Questa settimana in Vaticano, un processo civile e uno penale. Ecco quello che è successo. E la posta in gioco

Processo Palazzo di Londra | Una udienza del processo vaticano sulla gestione dei fondi della Segreteria di Stato | Vatican Media / ACI Group Processo Palazzo di Londra | Una udienza del processo vaticano sulla gestione dei fondi della Segreteria di Stato | Vatican Media / ACI Group

Papa Francesco non testimonierà al processo sulla gestione dei fondi della Segreteria di Stato, e questo era prevedibile, nonostante alcuni degli imputati abbiano chiamato proprio il Papa tra i testimoni. Ma forse non ci sarà nemmeno il Cardinale Pietro Parolin, Segretario di Stato vaticano, che pure aveva dato disponibilità a venire in tribunale, perché lo stesso tribunale ha deciso che è meglio sentire prima l’arcivescovo Edgar Pena Parra, sostituto della Segreteria di Stato, e solo successivamente, e se è necessario il Segretario di Stato in persona. Non sarà più ascoltata, invece, Francesca Immacolata Chaouqui, chiamata come testimone dal Promotore di Giustizia per un secondo round di domande, questa volta sul suo coinvolgimento nella vicenda.

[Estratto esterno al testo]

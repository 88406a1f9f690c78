//! Item bridge between a stream block and its child process.
//!
//! A filter bridge owns both pipes; a sink bridge owns only the child's stdin.
//! All steady-state I/O is nonblocking: "would block" shows up as zero progress.
//! The one blocking phase is teardown, which runs exactly once (on
//! [`ItemBridge::shutdown`] or drop).

use crate::endpoint::{ReadEndpoint, ReadOutcome, WriteEndpoint};
use crate::error::{BlockError, ConfigError, TransferError};
use crate::process::ChildProcess;
use crate::shutdown::{ShutdownSequence, ShutdownState, TeardownReport};
use crate::spawner::{ProcessSpawner, SpawnedProcess, StdoutMode};

/// Progress made by one processing cycle.
#[derive(Debug, Clone, Copy, Default, PartialEq, Eq)]
pub struct CycleReport {
    /// Whole output items written into the caller's output buffer.
    pub produced: usize,
    /// Whole input items taken from the caller's input buffer.
    pub consumed: usize,
    /// The child has closed its stdout.
    pub output_closed: bool,
}

pub struct ItemBridge {
    input: Option<WriteEndpoint>,
    /// Set by `finish_input`; stdin closes once staged bytes are delivered.
    input_closing: bool,
    output: Option<ReadEndpoint>,
    child: ChildProcess,
    shutdown: ShutdownSequence,
}

impl ItemBridge {
    /// Spawn `command` with both stdin and stdout piped.
    pub fn filter(
        spawner: &dyn ProcessSpawner,
        command: &str,
        in_item_size: usize,
        out_item_size: usize,
        unbuffered: bool,
    ) -> Result<Self, BlockError> {
        check_item_size(in_item_size, "input")?;
        check_item_size(out_item_size, "output")?;
        let SpawnedProcess {
            stdin,
            stdout,
            child,
        } = spawner.spawn(command, StdoutMode::Piped)?;
        Ok(Self {
            input: Some(WriteEndpoint::new(stdin, in_item_size, unbuffered)),
            input_closing: false,
            output: stdout.map(|pipe| ReadEndpoint::new(pipe, out_item_size)),
            child,
            shutdown: ShutdownSequence::new(),
        })
    }

    /// Spawn `command` with only stdin piped; its stdout is inherited.
    pub fn sink(
        spawner: &dyn ProcessSpawner,
        command: &str,
        in_item_size: usize,
        unbuffered: bool,
    ) -> Result<Self, BlockError> {
        check_item_size(in_item_size, "input")?;
        let SpawnedProcess { stdin, child, .. } = spawner.spawn(command, StdoutMode::Inherit)?;
        Ok(Self {
            input: Some(WriteEndpoint::new(stdin, in_item_size, unbuffered)),
            input_closing: false,
            output: None,
            child,
            shutdown: ShutdownSequence::new(),
        })
    }

    pub fn pid(&self) -> i32 {
        self.child.pid()
    }

    pub fn state(&self) -> ShutdownState {
        self.shutdown.state()
    }

    /// Whether new input items can still be written.
    pub fn accepts_input(&self) -> bool {
        self.input.is_some() && !self.input_closing
    }

    pub fn set_unbuffered(&mut self, unbuffered: bool) {
        if let Some(input) = self.input.as_mut() {
            input.set_unbuffered(unbuffered);
        }
    }

    fn ensure_active(&self) -> Result<(), TransferError> {
        if self.shutdown.is_active() {
            Ok(())
        } else {
            Err(TransferError::Closed("bridge"))
        }
    }

    /// Read up to `max_items` whole items from the child.
    pub fn read_output(
        &mut self,
        out: &mut [u8],
        max_items: usize,
    ) -> Result<ReadOutcome, TransferError> {
        self.ensure_active()?;
        let output = self.output.as_mut().ok_or(TransferError::Closed("output"))?;
        output.read_items(out, max_items)
    }

    /// Offer up to `nitems` whole items to the child; returns how many it took.
    pub fn write_input(
        &mut self,
        input: &[u8],
        nitems: usize,
    ) -> Result<usize, TransferError> {
        self.ensure_active()?;
        if self.input_closing {
            return Err(TransferError::Closed("input"));
        }
        let endpoint = self.input.as_mut().ok_or(TransferError::Closed("input"))?;
        endpoint.write_items(input, nitems)
    }

    /// One filter cycle: drain ready output first, then push input.
    ///
    /// Reading first means a child blocked on a full stdout gets room before
    /// more work is committed to it. Input offered after [`finish_input`] is
    /// left unconsumed.
    ///
    /// [`finish_input`]: ItemBridge::finish_input
    pub fn cycle(
        &mut self,
        out: &mut [u8],
        noutput_items: usize,
        input: &[u8],
        ninput_items: usize,
    ) -> Result<CycleReport, TransferError> {
        let ReadOutcome { items, eof } = self.read_output(out, noutput_items)?;

        let consumed = if self.input_closing {
            self.advance_close()?;
            0
        } else if self.input.is_some() {
            self.write_input(input, ninput_items)?
        } else {
            0
        };

        Ok(CycleReport {
            produced: items,
            consumed,
            output_closed: eof,
        })
    }

    /// Stop accepting input and close the child's stdin once staged items are
    /// delivered, keeping its stdout open. Delivery never blocks: whatever the
    /// pipe cannot take now is retried on later cycles.
    pub fn finish_input(&mut self) -> Result<(), TransferError> {
        self.ensure_active()?;
        if self.input.is_some() {
            self.input_closing = true;
            self.advance_close()?;
        }
        Ok(())
    }

    /// Flush what the pipe takes right now; close stdin when nothing is left.
    fn advance_close(&mut self) -> Result<(), TransferError> {
        let Some(input) = self.input.as_mut() else {
            return Ok(());
        };
        if let Err(e) = input.flush_staged() {
            if let Some(input) = self.input.take() {
                input.close();
            }
            return Err(e);
        }
        if input.staged() == 0
            && let Some(input) = self.input.take()
        {
            input.close();
        }
        Ok(())
    }

    /// Tear the bridge down. Only the first call does anything.
    pub fn shutdown(&mut self) -> Option<TeardownReport> {
        let input = self.input.take();
        let output = self.output.take();
        self.shutdown.run(input, output, &mut self.child)
    }
}

fn check_item_size(size: usize, which: &'static str) -> Result<(), ConfigError> {
    if size == 0 {
        return Err(ConfigError::ZeroItemSize { which });
    }
    Ok(())
}

impl Drop for ItemBridge {
    fn drop(&mut self) {
        self.shutdown();
    }
}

Nell’udienza numero 44 del processo vaticano si sono cominciati a delineare i contorni delle testimonianze richieste dalla difesa e dalle parti civili Ma si è affrontato anche il tema del cosiddetto “processo Sardegna”, la parte di processo che riguarda il Cardinale Giovanni Angelo Becciu e il suo presunto peculato per aver destinato fondi della Segreteria di Stato alla Caritas della sua diocesi di origine diretta dal fratello, Antonino Becciu, che sarà anche lui tra i testimoni.

In una nota separata, va notato che questa settimana è cominciato anche in Vaticano il processo intentato da Libero Milone, già Revisore Generale della Santa Sede, che chiede quasi dieci milioni di danni insieme al suo vice Panicco per essere stato allontanato ingiustamente dalla Santa Sede. Un processo, anche questo, che coinvolge il Cardinale Becciu, accusato da Milone di averlo allontanato con false premesse.

Prima di andare avanti, c’è bisogno comunque di ritracciare i fili della storia.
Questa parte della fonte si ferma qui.